#### [TASK INSTRUCTIONS]
Provide the data again in its entirety, exactly as given.

BEGIN

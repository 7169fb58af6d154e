//! Menu Browser Component
//!
//! Category sections when nothing is filtered; a single flat "Results" grid
//! once a query or the vegetarian filter is active.

use leptos::prelude::*;

use crate::i18n;
use crate::models::{MenuCategory, MenuItem};
use crate::store::{use_app_store, AppStateStoreFields};

use super::MenuGrid;

#[component]
pub fn MenuBrowser(
    categories: Memo<Vec<MenuCategory>>,
    filtered: Memo<Vec<(MenuItem, String)>>,
) -> impl IntoView {
    let store = use_app_store();
    let strings = move || i18n::strings(store.lang().get());
    let filtering = move || !store.query().get().is_empty() || store.veg_only().get();

    view! {
        <main class="menu-browser">
            {move || if filtering() {
                let entries: Vec<(MenuItem, Option<String>)> = filtered
                    .get()
                    .into_iter()
                    .map(|(item, category)| (item, Some(category)))
                    .collect();
                view! {
                    <section class="results-section">
                        <h2 class="section-title">{strings().results}</h2>
                        <MenuGrid entries=entries />
                    </section>
                }
                .into_any()
            } else {
                view! {
                    <For
                        each=move || categories.get()
                        key=|cat| cat.id.clone()
                        children=move |cat| {
                            let entries: Vec<(MenuItem, Option<String>)> = cat
                                .items
                                .iter()
                                .cloned()
                                .map(|item| (item, None))
                                .collect();
                            view! {
                                <section class="menu-category" id=cat.id.clone()>
                                    <h2 class="section-title">{cat.name.clone()}</h2>
                                    <MenuGrid entries=entries />
                                </section>
                            }
                        }
                    />
                }
                .into_any()
            }}
        </main>
    }
}
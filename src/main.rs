//! Boboy Site Entry Point

mod app;
mod catalog;
mod components;
mod data;
mod format;
mod i18n;
mod models;
mod query;
mod storage;
mod store;

use app::App;
use leptos::prelude::*;

fn main() {
    console_error_panic_hook::set_once();
    let _ = console_log::init_with_level(log::Level::Info);
    mount_to_body(App);
}
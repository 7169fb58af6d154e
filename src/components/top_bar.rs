//! Top Bar Component
//!
//! Sticky header with the brand block and the change-language button.

use leptos::prelude::*;

use crate::i18n;
use crate::store::{reopen_gate, use_app_store, AppStateStoreFields};

#[component]
pub fn TopBar() -> impl IntoView {
    let store = use_app_store();
    let strings = move || i18n::strings(store.lang().get());

    view! {
        <header class="top-bar">
            <div class="top-bar-inner">
                <div class="brand">
                    <div class="brand-mark"></div>
                    <div class="brand-text">
                        <div class="brand-name">"BOBOY"</div>
                        <div class="brand-subtitle">{move || strings().topbar_subtitle}</div>
                    </div>
                </div>
                <button class="lang-switch-btn" on:click=move |_| reopen_gate(&store)>
                    {move || strings().change_language}
                </button>
            </div>
        </header>
    }
}
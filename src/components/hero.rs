//! Hero Component
//!
//! The dish-of-the-day panel. `dish` is `None` only for an empty catalog; the
//! hero then renders its frame without content instead of crashing.

use leptos::prelude::*;

use crate::format::format_price;
use crate::i18n;
use crate::models::MenuItem;
use crate::store::{use_app_store, AppStateStoreFields};

#[component]
pub fn Hero(dish: Memo<Option<MenuItem>>) -> impl IntoView {
    let store = use_app_store();
    let strings = move || i18n::strings(store.lang().get());
    let dish_name = move || dish.get().map(|item| item.name).unwrap_or_default();

    view! {
        <section class="hero">
            <div class="hero-inner">
                <div class="hero-copy">
                    <div class="hero-badge">{move || strings().dish_of_day}</div>
                    <h1 class="hero-title">{dish_name}</h1>
                    <p class="hero-desc">{move || strings().dish_of_day_desc}</p>
                    <div class="hero-tags">
                        <Show when=move || dish.get().is_some_and(|item| item.veg)>
                            <span class="badge badge-veg">{move || strings().vegetarian}</span>
                        </Show>
                        {move || {
                            dish.get().map(|item| {
                                let price = format_price(item.price, store.lang().get());
                                view! { <span class="badge badge-price">{price}</span> }
                            })
                        }}
                    </div>
                </div>
                <div class="hero-plate">
                    <div class="hero-plate-caption">
                        <div class="hero-plate-label">{move || strings().chef_recommends}</div>
                        <div class="hero-plate-name">{dish_name}</div>
                    </div>
                </div>
            </div>
        </section>
    }
}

END

#### [SOLUTION TO THE PROBLEM]
repository 7169fb58af6d154e
//! Menu Browser Component
//!
//! Category sections when nothing is filtered; a single flat "Results" grid
//! once a query or the vegetarian filter is active.

use leptos::prelude::*;

use crate::i18n;
use crate::models::{MenuCategory, MenuItem};
use crate::store::{use_app_store, AppStateStoreFields};

use super::MenuGrid;

#[component]
pub fn MenuBrowser(
    categories: Memo<Vec<MenuCategory>>,
    filtered: Memo<Vec<(MenuItem, String)>>,
) -> impl IntoView {
    let store = use_app_store();
    let strings = move || i18n::strings(store.lang().get());
    let filtering = move || !store.query().get().is_empty() || store.veg_only().get();

    view! {
        <main class="menu-browser">
            {move || if filtering() {
                let entries: Vec<(MenuItem, Option<String>)> = filtered
                    .get()
                    .into_iter()
                    .map(|(item, category)| (item, Some(category)))
                    .collect();
                view! {
                    <section class="results-section">
                        <h2 class="section-title">{strings().results}</h2>
                        <MenuGrid entries=entries />
                    </section>
                }
                .into_any()
            } else {
                view! {
                    <For
                        each=move || categories.get()
                        key=|cat| cat.id.clone()
                        children=move |cat| {
                            let entries: Vec<(MenuItem, Option<String>)> = cat
                                .items
                                .iter()
                                .cloned()
                                .map(|item| (item, None))
                                .collect();
                            view! {
                                <section class="menu-category" id=cat.id.clone()>
                                    <h2 class="section-title">{cat.name.clone()}</h2>
                                    <MenuGrid entries=entries />
                                </section>
                            }
                        }
                    />
                }
                .into_any()
            }}
        </main>
    }
}
filename src/main.rs
//! Boboy Site Entry Point

mod app;
mod catalog;
mod components;
mod data;
mod format;
mod i18n;
mod models;
mod query;
mod storage;
mod store;

use app::App;
use leptos::prelude::*;

fn main() {
    console_error_panic_hook::set_once();
    let _ = console_log::init_with_level(log::Level::Info);
    mount_to_body(App);
}
repository 7169fb58af6d154e
filename src/components/top_bar.rs
//! Top Bar Component
//!
//! Sticky header with the brand block and the change-language button.

use leptos::prelude::*;

use crate::i18n;
use crate::store::{reopen_gate, use_app_store, AppStateStoreFields};

#[component]
pub fn TopBar() -> impl IntoView {
    let store = use_app_store();
    let strings = move || i18n::strings(store.lang().get());

    view! {
        <header class="top-bar">
            <div class="top-bar-inner">
                <div class="brand">
                    <div class="brand-mark"></div>
                    <div class="brand-text">
                        <div class="brand-name">"BOBOY"</div>
                        <div class="brand-subtitle">{move || strings().topbar_subtitle}</div>
                    </div>
                </div>
                <button class="lang-switch-btn" on:click=move |_| reopen_gate(&store)>
                    {move || strings().change_language}
                </button>
            </div>
        </header>
    }
}
filename src/components/hero.rs
//! Hero Component
//!
//! The dish-of-the-day panel. `dish` is `None` only for an empty catalog; the
//! hero then renders its frame without content instead of crashing.

use leptos::prelude::*;

use crate::format::format_price;
use crate::i18n;
use crate::models::MenuItem;
use crate::store::{use_app_store, AppStateStoreFields};

#[component]
pub fn Hero(dish: Memo<Option<MenuItem>>) -> impl IntoView {
    let store = use_app_store();
    let strings = move || i18n::strings(store.lang().get());
    let dish_name = move || dish.get().map(|item| item.name).unwrap_or_default();

    view! {
        <section class="hero">
            <div class="hero-inner">
                <div class="hero-copy">
                    <div class="hero-badge">{move || strings().dish_of_day}</div>
                    <h1 class="hero-title">{dish_name}</h1>
                    <p class="hero-desc">{move || strings().dish_of_day_desc}</p>
                    <div class="hero-tags">
                        <Show when=move || dish.get().is_some_and(|item| item.veg)>
                            <span class="badge badge-veg">{move || strings().vegetarian}</span>
                        </Show>
                        {move || {
                            dish.get().map(|item| {
                                let price = format_price(item.price, store.lang().get());
                                view! { <span class="badge badge-price">{price}</span> }
                            })
                        }}
                    </div>
                </div>
                <div class="hero-plate">
                    <div class="hero-plate-caption">
                        <div class="hero-plate-label">{move || strings().chef_recommends}</div>
                        <div class="hero-plate-name">{dish_name}</div>
                    </div>
                </div>
            </div>
        </section>
    }
}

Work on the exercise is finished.